## What this task involves
The expected answer holds every line from the first line of the data below through the line containing "use crate::hw::Display;", exactly as written, and no other line.

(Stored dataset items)
╔══

/**
 * SSD1306 OLED over Linux i2c-dev
 *
 * The controller is put in horizontal addressing mode, so a full frame
 * is one column/page window followed by 1024 data bytes.
 */

use std::fs::{File, OpenOptions};
use std::io::Write;
use std::os::unix::io::AsRawFd;

use super::{Frame, PAGES, WIDTH};
use crate::error::{Error, Result};
use crate::hw::Display;

pub const DEFAULT_BUS: u8 = 1;
pub const DEFAULT_ADDRESS: u16 = 0x3C;

//from linux/i2c-dev.h
const I2C_SLAVE: libc::c_ulong = 0x0703;

const CONTROL_CMD: u8 = 0x00;
const CONTROL_DATA: u8 = 0x40;
const DATA_CHUNK: usize = 32;

const INIT_SEQUENCE: &[u8] = &[
    0xAE,       //display off
    0xD5, 0x80, //clock divide
    0xA8, 0x3F, //multiplex 64
    0xD3, 0x00, //no display offset
    0x40,       //start line 0
    0x8D, 0x14, //charge pump on
    0x20, 0x00, //horizontal addressing
    0xA1,       //segment remap
    0xC8,       //com scan descending
    0xDA, 0x12, //com pins
    0x81, 0xCF, //contrast
    0xD9, 0xF1, //precharge
    0xDB, 0x40, //vcomh
    0xA4,       //resume from ram
    0xA6,       //normal (not inverted)
    0x2E,       //scroll off
    0xAF,       //display on
];

pub struct Ssd1306<W: Write>{
    bus: W,
    initialized: bool,
}

impl Ssd1306<File>{
    /// Open `/dev/i2c-<bus>` and bind it to the display's address
    pub fn open(bus: u8, address: u16) -> Result<Self>{
        let path = format!("/dev/i2c-{}", bus);
        let file = OpenOptions::new()
            .read(true)
            .write(true)
            .open(&path)
            .map_err(|e| Error::Display(format!("cannot open {}: {}", path, e)))?;

        let rc = unsafe{ libc::ioctl(file.as_raw_fd(), I2C_SLAVE as _, address as libc::c_ulong) };
        if rc < 0{
            return Err(Error::Display(format!(
                "cannot select address {:#04x} on {}: {}",
                address, path, std::io::Error::last_os_error()
            )));
        }

        log::info!("[OLED] SSD1306 at {:#04x} on {}", address, path);
        Ok(Ssd1306::new(file))
    }
}

impl<W: Write> Ssd1306<W>{
    pub fn new(bus: W) -> Self{
        Ssd1306{
            bus,
            initialized: false,
        }
    }

    pub fn init(&mut self) -> Result<()>{
        self.command(INIT_SEQUENCE)?;
        self.initialized = true;
        Ok(())
    }

    pub fn flush(&mut self, frame: &Frame) -> Result<()>{
        if !self.initialized{
            self.init()?;
        }

        //full window: columns 0..127, pages 0..7
        self.command(&[0x21, 0x00, (WIDTH - 1) as u8, 0x22, 0x00, (PAGES - 1) as u8])?;

        let mut packet = Vec::with_capacity(DATA_CHUNK + 1);
        for chunk in frame.as_bytes().chunks(DATA_CHUNK){
            packet.clear();
            packet.push(CONTROL_DATA);
            packet.extend_from_slice(chunk);
            self.bus.write_all(&packet)?;
        }
        self.bus.flush()?;
        Ok(())
    }

    pub fn into_inner(self) -> W{
        self.bus
    }

    fn command(&mut self, cmds: &[u8]) -> Result<()>{
        let mut packet = Vec::with_capacity(cmds.len() + 1);
        packet.push(CONTROL_CMD);
        packet.extend_from_slice(cmds);
        self.bus.write_all(&packet)?;
        Ok(())
    }
}

impl<W: Write + Send> Display for Ssd1306<W>{
    fn show(&mut self, frame: &Frame) -> Result<()>{
        self.flush(frame)
    }
}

╚══

## Written reply
/**
 * SSD1306 OLED over Linux i2c-dev
 *
 * The controller is put in horizontal addressing mode, so a full frame
 * is one column/page window followed by 1024 data bytes.
 */

use std::fs::{File, OpenOptions};
use std::io::Write;
use std::os::unix::io::AsRawFd;

use super::{Frame, PAGES, WIDTH};
use crate::error::{Error, Result};
use crate::hw::Display;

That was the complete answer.